**Task to complete:**
Go through the records below line by line. Count the lines with "AppError" and give the count alone.

**Input material:**
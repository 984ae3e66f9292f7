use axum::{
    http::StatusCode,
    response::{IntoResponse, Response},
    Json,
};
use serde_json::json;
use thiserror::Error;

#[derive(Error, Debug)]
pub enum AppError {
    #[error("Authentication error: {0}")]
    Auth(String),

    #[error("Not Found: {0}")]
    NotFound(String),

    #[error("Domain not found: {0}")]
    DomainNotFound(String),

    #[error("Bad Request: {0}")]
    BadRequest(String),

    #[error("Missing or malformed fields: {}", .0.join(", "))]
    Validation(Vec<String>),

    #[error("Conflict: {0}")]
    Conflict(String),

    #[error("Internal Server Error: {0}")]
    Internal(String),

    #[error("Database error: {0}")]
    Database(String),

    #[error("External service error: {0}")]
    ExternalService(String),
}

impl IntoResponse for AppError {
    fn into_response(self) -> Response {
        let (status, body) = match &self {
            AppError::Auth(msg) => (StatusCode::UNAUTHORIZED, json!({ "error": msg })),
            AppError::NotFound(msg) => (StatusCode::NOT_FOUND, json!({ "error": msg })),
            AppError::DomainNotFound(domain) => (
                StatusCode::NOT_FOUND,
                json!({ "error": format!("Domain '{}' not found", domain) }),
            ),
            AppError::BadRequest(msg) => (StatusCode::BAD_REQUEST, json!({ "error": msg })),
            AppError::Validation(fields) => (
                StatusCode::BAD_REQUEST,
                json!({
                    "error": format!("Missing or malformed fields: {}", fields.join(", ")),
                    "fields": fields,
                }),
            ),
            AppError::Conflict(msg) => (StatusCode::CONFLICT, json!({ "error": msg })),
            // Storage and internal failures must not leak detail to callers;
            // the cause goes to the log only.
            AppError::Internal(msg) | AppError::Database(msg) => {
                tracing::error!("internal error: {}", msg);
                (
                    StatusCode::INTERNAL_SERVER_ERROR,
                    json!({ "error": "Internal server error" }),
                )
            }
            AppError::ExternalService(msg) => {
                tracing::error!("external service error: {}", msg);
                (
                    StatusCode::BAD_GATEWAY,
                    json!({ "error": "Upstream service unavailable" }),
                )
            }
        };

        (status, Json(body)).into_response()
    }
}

==

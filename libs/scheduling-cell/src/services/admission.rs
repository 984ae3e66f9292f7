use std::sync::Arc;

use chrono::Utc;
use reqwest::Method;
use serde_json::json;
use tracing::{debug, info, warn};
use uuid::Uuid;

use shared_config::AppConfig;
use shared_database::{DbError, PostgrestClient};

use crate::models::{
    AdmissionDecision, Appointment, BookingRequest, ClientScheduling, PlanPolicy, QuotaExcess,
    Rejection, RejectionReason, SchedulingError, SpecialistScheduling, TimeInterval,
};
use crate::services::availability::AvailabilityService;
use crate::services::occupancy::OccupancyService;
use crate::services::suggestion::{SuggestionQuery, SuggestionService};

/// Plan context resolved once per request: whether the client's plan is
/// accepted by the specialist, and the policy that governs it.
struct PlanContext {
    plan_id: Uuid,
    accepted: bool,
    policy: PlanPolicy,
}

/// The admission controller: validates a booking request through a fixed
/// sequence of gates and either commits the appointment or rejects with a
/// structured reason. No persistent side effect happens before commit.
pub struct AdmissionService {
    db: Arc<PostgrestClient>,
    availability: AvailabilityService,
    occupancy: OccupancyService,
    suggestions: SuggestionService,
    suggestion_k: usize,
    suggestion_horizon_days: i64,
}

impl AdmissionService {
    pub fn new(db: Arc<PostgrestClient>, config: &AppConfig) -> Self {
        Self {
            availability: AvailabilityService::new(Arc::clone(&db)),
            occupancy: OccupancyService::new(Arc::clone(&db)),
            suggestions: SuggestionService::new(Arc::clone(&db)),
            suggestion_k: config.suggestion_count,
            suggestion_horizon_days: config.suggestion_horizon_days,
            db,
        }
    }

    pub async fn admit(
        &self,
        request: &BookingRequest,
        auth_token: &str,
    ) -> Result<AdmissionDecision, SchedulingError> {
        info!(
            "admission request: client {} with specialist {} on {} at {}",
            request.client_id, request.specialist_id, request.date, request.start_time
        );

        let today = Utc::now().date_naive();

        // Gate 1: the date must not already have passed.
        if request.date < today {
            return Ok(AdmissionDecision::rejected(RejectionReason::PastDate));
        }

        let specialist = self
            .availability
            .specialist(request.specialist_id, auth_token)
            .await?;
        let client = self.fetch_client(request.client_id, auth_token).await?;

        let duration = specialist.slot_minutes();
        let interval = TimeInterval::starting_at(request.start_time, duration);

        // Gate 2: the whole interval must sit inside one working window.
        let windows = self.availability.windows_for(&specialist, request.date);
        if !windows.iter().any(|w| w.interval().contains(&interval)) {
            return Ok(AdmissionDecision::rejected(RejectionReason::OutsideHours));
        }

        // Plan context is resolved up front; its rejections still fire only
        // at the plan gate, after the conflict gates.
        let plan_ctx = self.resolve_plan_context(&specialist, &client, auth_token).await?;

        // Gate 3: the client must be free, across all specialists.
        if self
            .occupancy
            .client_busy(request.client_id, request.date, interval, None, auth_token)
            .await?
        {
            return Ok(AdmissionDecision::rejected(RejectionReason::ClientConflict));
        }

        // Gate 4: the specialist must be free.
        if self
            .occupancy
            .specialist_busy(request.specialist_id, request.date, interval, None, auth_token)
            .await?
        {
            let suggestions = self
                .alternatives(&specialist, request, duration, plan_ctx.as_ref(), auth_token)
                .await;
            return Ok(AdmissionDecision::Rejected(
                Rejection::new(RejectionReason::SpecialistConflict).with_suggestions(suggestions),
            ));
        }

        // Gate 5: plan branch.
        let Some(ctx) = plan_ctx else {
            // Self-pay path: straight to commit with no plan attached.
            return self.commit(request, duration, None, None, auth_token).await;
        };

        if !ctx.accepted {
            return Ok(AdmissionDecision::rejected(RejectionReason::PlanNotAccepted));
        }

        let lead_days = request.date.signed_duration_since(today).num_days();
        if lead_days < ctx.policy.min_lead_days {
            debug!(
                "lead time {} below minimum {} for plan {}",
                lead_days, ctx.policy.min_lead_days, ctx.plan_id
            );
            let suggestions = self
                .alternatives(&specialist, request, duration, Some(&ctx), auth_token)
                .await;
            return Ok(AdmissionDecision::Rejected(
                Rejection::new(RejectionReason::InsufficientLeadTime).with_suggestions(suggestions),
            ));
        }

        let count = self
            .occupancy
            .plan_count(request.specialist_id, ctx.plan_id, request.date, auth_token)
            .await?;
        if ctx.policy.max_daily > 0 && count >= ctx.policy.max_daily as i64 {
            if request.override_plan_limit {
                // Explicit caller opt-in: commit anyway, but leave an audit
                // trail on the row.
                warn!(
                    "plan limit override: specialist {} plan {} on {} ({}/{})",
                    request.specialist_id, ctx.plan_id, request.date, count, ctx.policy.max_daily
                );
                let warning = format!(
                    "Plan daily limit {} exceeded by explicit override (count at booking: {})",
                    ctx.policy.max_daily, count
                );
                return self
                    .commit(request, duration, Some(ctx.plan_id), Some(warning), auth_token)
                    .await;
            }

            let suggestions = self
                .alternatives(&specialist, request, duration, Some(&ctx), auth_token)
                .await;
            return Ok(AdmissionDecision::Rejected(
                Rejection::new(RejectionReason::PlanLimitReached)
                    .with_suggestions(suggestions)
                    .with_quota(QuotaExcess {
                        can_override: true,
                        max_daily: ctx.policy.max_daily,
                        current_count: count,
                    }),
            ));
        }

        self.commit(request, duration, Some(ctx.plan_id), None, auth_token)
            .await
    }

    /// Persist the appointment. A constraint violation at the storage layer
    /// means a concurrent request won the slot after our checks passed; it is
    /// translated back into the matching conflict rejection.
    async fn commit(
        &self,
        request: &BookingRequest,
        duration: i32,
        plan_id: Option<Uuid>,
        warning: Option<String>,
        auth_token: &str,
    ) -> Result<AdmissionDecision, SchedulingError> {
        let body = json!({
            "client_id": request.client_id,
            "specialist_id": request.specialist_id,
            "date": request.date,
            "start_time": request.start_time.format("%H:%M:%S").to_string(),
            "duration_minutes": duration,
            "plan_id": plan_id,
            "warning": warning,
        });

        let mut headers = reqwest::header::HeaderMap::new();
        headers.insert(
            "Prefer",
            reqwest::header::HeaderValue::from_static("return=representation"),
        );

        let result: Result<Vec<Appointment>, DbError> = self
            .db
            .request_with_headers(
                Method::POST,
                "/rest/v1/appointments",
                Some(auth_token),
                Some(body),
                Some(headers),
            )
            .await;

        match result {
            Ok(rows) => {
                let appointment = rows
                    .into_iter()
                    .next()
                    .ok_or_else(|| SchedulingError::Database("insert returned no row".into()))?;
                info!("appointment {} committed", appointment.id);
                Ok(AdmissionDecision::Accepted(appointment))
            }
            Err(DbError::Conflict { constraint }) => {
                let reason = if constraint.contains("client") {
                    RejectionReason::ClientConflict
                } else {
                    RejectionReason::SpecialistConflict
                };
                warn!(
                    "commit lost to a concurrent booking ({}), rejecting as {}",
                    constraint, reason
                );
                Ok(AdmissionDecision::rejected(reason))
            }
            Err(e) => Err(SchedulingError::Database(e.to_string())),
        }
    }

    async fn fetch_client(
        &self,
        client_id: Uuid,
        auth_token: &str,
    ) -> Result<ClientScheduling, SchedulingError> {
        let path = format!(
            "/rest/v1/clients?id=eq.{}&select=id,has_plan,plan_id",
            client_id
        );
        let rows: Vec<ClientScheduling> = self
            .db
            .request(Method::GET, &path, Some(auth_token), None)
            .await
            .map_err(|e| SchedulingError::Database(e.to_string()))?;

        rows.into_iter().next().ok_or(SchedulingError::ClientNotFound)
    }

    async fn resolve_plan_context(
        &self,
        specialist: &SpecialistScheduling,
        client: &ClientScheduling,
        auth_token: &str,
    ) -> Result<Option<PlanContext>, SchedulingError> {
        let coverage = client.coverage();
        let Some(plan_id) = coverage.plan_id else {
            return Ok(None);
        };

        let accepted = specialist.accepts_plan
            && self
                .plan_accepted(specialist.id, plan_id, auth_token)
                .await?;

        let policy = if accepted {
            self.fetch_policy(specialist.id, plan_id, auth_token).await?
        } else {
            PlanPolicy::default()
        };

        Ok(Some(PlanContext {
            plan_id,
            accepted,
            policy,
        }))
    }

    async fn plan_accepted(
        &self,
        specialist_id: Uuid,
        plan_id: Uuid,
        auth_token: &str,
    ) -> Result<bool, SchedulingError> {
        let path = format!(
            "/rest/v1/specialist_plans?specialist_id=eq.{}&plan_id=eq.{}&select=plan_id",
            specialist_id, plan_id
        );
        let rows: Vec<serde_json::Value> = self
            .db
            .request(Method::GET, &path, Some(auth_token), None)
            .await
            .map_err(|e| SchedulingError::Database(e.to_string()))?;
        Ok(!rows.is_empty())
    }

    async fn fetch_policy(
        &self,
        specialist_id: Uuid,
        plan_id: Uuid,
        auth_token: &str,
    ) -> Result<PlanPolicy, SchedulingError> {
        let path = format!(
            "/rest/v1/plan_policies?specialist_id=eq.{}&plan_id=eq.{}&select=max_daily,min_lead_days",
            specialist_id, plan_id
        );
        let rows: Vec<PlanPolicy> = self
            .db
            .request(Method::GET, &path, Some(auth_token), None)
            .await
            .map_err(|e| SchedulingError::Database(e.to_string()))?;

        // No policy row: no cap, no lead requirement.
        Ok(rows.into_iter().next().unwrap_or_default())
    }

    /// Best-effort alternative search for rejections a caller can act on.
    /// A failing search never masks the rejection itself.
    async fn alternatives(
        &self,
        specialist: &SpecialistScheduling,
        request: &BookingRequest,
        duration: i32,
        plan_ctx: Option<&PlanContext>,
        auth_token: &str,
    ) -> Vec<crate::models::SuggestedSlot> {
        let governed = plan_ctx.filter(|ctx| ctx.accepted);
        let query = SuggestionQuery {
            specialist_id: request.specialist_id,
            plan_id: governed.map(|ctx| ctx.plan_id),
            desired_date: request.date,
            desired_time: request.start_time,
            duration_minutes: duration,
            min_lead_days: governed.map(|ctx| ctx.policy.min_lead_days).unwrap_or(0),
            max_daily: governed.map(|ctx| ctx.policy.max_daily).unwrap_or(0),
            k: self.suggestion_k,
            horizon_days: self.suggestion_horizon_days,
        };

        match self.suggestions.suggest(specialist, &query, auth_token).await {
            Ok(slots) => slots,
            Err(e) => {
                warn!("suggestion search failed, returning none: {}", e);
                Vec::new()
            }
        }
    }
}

**Answer for this exercise:**
10